Yes that's a good point. I don't it's reasonable to ask our users to hold an ever-expanding UTXO set. Perhaps a custom client that the user could opt-into, SPV vs pruned mode, would be cool.

Using an off-the-shelf SVP wallet is still an option.

Like @cpacia bitcoinj's SPV client is the best candidate... we just have to evaluate the resource burden for users if we go with this approach. That said, I'd still prefer our own in Python at some point.

JustinDrake commented 8 years ago

Ok, cool. The SPV client can query whoever has the data. It can be a full node, a pruned node, or even something adhoc like an OpenBazaar node that already has the information. Querying data is a basic action for nodes in a P2P network. I don't see that as a justification for libbitcoin's client-server model.

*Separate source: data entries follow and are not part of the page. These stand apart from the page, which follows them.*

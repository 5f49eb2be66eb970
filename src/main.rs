use anyhow::Result;
use clap::Parser;
use std::io::{self, BufRead, Write};
use std::path::PathBuf;
use std::time::Instant;

use subline::diag::{Diag, StderrDiag};
use subline::index::stats::show_stats;
use subline::index::store::Index;
use subline::index::types::IndexConfig;
use subline::output::print_results;

#[derive(Parser)]
#[command(name = "subline")]
#[command(about = "Persistent substring search over line-oriented text corpora")]
struct Cli {
    /// Input file with space-separated tokens per line
    #[arg(short = 'f', long = "datafile")]
    datafile: PathBuf,

    /// Force rebuild of the datastore for the file
    #[arg(short = 'b', long = "rebuild")]
    rebuild: bool,

    /// Input lines per shard file
    #[arg(long, default_value_t = 100)]
    batch_size: usize,

    /// Show datastore statistics and exit
    #[arg(long)]
    stats: bool,

    /// Queries to run before the interactive prompt
    #[arg(trailing_var_arg = true)]
    query: Vec<String>,
}

fn main() -> Result<()> {
    let cli = Cli::parse();
    let mut diag = StderrDiag;

    let config = IndexConfig {
        batch_size: cli.batch_size,
        progress: true,
    };
    let index = Index::prepare(&cli.datafile, cli.rebuild, config, &mut diag)?;

    if cli.stats {
        show_stats(&index)?;
        return Ok(());
    }

    for query in &cli.query {
        run_query(&index, query, &mut diag)?;
    }

    interactive_loop(&index, &mut diag)
}

/// Read-query-print loop; a single `.` line (or end of input) terminates
fn interactive_loop(index: &Index, diag: &mut dyn Diag) -> Result<()> {
    let stdin = io::stdin();
    let mut input = String::new();

    loop {
        print!("\n > Enter the search phrase ('.' to stop): ");
        io::stdout().flush()?;

        input.clear();
        if stdin.lock().read_line(&mut input)? == 0 {
            break;
        }
        let query = input.trim();
        if query == "." {
            break;
        }

        run_query(index, query, diag)?;
    }

    Ok(())
}

fn run_query(index: &Index, query: &str, diag: &mut dyn Diag) -> Result<()> {
    let start = Instant::now();
    let results = index.search(query, diag);
    let elapsed = start.elapsed();

    let mut lines: Vec<String> = results.into_iter().collect();
    print_results(query, &mut lines, elapsed)?;
    Ok(())
}
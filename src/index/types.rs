use serde::{Deserialize, Serialize};
use std::path::PathBuf;

/// Identifier of an interned line within a single shard's line table
pub type LineId = u32;

/// File extension of shard files inside the datastore directory
pub const SHARD_EXT: &str = "db";

/// Suffix appended to the input file name to form the datastore directory
pub const DATASTORE_SUFFIX: &str = ".datastore.db";

/// Name of the informational metadata file inside the datastore directory
pub const META_FILE: &str = "meta.json";

/// Configuration for the indexer
#[derive(Debug, Clone, Serialize, Deserialize)]
pub struct IndexConfig {
    /// Input lines accumulated per shard before a flush
    pub batch_size: usize,
    /// Show a progress spinner during the build
    #[serde(default)]
    pub progress: bool,
}

impl Default for IndexConfig {
    fn default() -> Self {
        Self {
            batch_size: 100,
            progress: false,
        }
    }
}

/// Index metadata stored in meta.json.
///
/// Informational only: the build-or-reuse decision is based solely on the
/// presence of shard files, never on this file's content.
#[derive(Debug, Clone, Serialize, Deserialize)]
pub struct IndexMeta {
    pub version: u32,
    pub source_path: PathBuf,
    pub batch_size: usize,
    pub line_count: u64,
    pub shard_count: u32,
    pub created_at: u64,
}

/// Summary of a datastore directory for display
#[derive(Debug, Clone)]
pub struct IndexStats {
    pub shard_dir: PathBuf,
    pub shard_count: usize,
    pub total_bytes: u64,
    pub meta: Option<IndexMeta>,
}
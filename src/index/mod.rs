//! Index building, persistence, and querying.

pub mod shard;
pub mod stats;
pub mod store;
pub mod trie;
pub mod types;
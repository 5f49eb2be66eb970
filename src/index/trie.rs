//! In-memory batch trie.
//!
//! One [`BatchTrie`] accumulates every substring of every token seen in the
//! current batch of input lines. Nodes live in an arena indexed by [`NodeId`]
//! rather than behind owned pointers, which keeps the flush serialization a
//! straightforward walk. The builder is drained and reused between batches.

use crate::index::types::LineId;
use rustc_hash::FxHashMap;

/// Index of a node within the arena
pub type NodeId = u32;

/// Root node of every trie, present from construction
pub const ROOT: NodeId = 0;

struct TrieNode {
    children: FxHashMap<char, NodeId>,
    /// Terminal payload: ids of lines whose tokens produced a substring
    /// ending at this node. Kept sorted and deduplicated on insert, so a
    /// flush can delta-encode it directly. Interning alone does not give
    /// this ordering: a line text repeated later in the batch reuses its
    /// earlier id.
    lines: Vec<LineId>,
}

impl TrieNode {
    fn new() -> Self {
        Self {
            children: FxHashMap::default(),
            lines: Vec::new(),
        }
    }
}

/// Trie over the substrings of one batch of input lines
pub struct BatchTrie {
    nodes: Vec<TrieNode>,
    lines: Vec<String>,
    line_ids: FxHashMap<String, LineId>,
}

impl BatchTrie {
    pub fn new() -> Self {
        Self {
            nodes: vec![TrieNode::new()],
            lines: Vec::new(),
            line_ids: FxHashMap::default(),
        }
    }

    /// Intern an originating line, returning its id within this batch.
    /// Identical line text interns to the same id, so terminal payloads
    /// stay true sets of lines.
    pub fn intern_line(&mut self, line: &str) -> LineId {
        if let Some(&id) = self.line_ids.get(line) {
            return id;
        }
        let id = self.lines.len() as LineId;
        self.lines.push(line.to_string());
        self.line_ids.insert(line.to_string(), id);
        id
    }

    /// Insert one substring, tagging its terminal node with `line`
    pub fn insert(&mut self, substring: &str, line: LineId) {
        let mut current = ROOT;
        for ch in substring.chars() {
            current = match self.nodes[current as usize].children.get(&ch) {
                Some(&child) => child,
                None => {
                    let child = self.nodes.len() as NodeId;
                    self.nodes.push(TrieNode::new());
                    self.nodes[current as usize].children.insert(ch, child);
                    child
                }
            };
        }
        if current == ROOT {
            // Empty substring: never stored, the shortest entry is one char
            return;
        }
        let lines = &mut self.nodes[current as usize].lines;
        if let Err(pos) = lines.binary_search(&line) {
            lines.insert(pos, line);
        }
    }

    /// Children of a node, sorted by character for deterministic layout
    pub fn children_sorted(&self, node: NodeId) -> Vec<(char, NodeId)> {
        let mut children: Vec<_> = self.nodes[node as usize]
            .children
            .iter()
            .map(|(&ch, &id)| (ch, id))
            .collect();
        children.sort_unstable_by_key(|&(ch, _)| ch);
        children
    }

    /// Terminal payload of a node (empty when the node is not terminal)
    pub fn terminal(&self, node: NodeId) -> &[LineId] {
        &self.nodes[node as usize].lines
    }

    /// Interned line table for this batch
    pub fn lines(&self) -> &[String] {
        &self.lines
    }

    /// True when no line has been interned into this batch
    pub fn is_empty(&self) -> bool {
        self.lines.is_empty()
    }

    /// Reset to a fresh single-root trie after a flush
    pub fn clear(&mut self) {
        self.nodes.clear();
        self.nodes.push(TrieNode::new());
        self.lines.clear();
        self.line_ids.clear();
    }
}

impl Default for BatchTrie {
    fn default() -> Self {
        Self::new()
    }
}

/// All contiguous substrings of a token, in (start, end) order.
///
/// A token of n characters yields n*(n+1)/2 substrings; the empty token
/// yields none. Substrings are character-exact, no normalization.
pub fn substrings(token: &str) -> Vec<&str> {
    let boundaries: Vec<usize> = token
        .char_indices()
        .map(|(i, _)| i)
        .chain(std::iter::once(token.len()))
        .collect();
    let n = boundaries.len() - 1;

    let mut result = Vec::with_capacity(n * (n + 1) / 2);
    for start in 0..n {
        for end in start..n {
            result.push(&token[boundaries[start]..boundaries[end + 1]]);
        }
    }
    result
}

#[cfg(test)]
mod tests {
    use super::*;

    #[test]
    fn test_substrings_all_ranges() {
        let subs = substrings("cat");
        assert_eq!(subs, vec!["c", "ca", "cat", "a", "at", "t"]);
    }

    #[test]
    fn test_substrings_count() {
        for token in ["x", "ab", "hello", "abcdefgh"] {
            let n = token.chars().count();
            assert_eq!(substrings(token).len(), n * (n + 1) / 2);
        }
    }

    #[test]
    fn test_substrings_empty_token() {
        assert!(substrings("").is_empty());
    }

    #[test]
    fn test_substrings_multibyte() {
        let subs = substrings("héllo");
        assert_eq!(subs.len(), 15);
        assert!(subs.contains(&"hé"));
        assert!(subs.contains(&"éllo"));
    }

    #[test]
    fn test_insert_and_descend() {
        let mut trie = BatchTrie::new();
        let line = trie.intern_line("cat dog");
        for sub in substrings("cat") {
            trie.insert(sub, line);
        }

        // "ca" is reachable and terminal
        let mut node = ROOT;
        for ch in "ca".chars() {
            let children = trie.children_sorted(node);
            node = children.iter().find(|(c, _)| *c == ch).unwrap().1;
        }
        assert_eq!(trie.terminal(node), &[line]);
    }

    #[test]
    fn test_insert_deduplicates_line() {
        let mut trie = BatchTrie::new();
        let line = trie.intern_line("aa bb");
        // "a" is produced twice by the token "aa"
        for sub in substrings("aa") {
            trie.insert(sub, line);
        }
        let children = trie.children_sorted(ROOT);
        let (_, a_node) = children[0];
        assert_eq!(trie.terminal(a_node), &[line]);
    }

    #[test]
    fn test_insert_keeps_payload_sorted_for_reused_line_ids() {
        let mut trie = BatchTrie::new();
        // A repeated line text re-interns to its earlier id, so the shared
        // node sees ids arrive out of order
        let ab = trie.intern_line("ab x");
        let b = trie.intern_line("b y");
        let ab_again = trie.intern_line("ab x");
        assert_eq!(ab, ab_again);

        trie.insert("b", ab);
        trie.insert("b", b);
        trie.insert("b", ab_again);

        let children = trie.children_sorted(ROOT);
        let (_, b_node) = children[0];
        assert_eq!(trie.terminal(b_node), &[ab, b]);
    }

    #[test]
    fn test_intern_line_collapses_duplicates() {
        let mut trie = BatchTrie::new();
        let a = trie.intern_line("same text");
        let b = trie.intern_line("same text");
        assert_eq!(a, b);
        assert_eq!(trie.lines().len(), 1);
    }

    #[test]
    fn test_empty_substring_not_stored() {
        let mut trie = BatchTrie::new();
        let line = trie.intern_line("x");
        trie.insert("", line);
        assert!(trie.terminal(ROOT).is_empty());
    }

    #[test]
    fn test_clear_resets() {
        let mut trie = BatchTrie::new();
        let line = trie.intern_line("cat");
        trie.insert("cat", line);
        trie.clear();
        assert!(trie.is_empty());
        assert!(trie.children_sorted(ROOT).is_empty());
    }
}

cpacia commented 8 years ago

It's a bit of a misnomer. SPV wallets really don't query anything. They can only listen for transactions as they come off the wire and calculate their balances that way. To the extent they get a "balance" for their addresses at startup, they have to request that the remote peer load every single block, filter it, then send it to them. So a "query" in this sense requires either downloading/re-downloading every single filtered block from the wallet creation date going forward.

If you wanted to get the balance of a random address, you would need to re-download the entire (filtered) blockchain. That's where server based wallets have an advantage. They index the blockchain in a way that normal full nodes don't so they can serve individual address balances without needing to serve up all filtered blocks.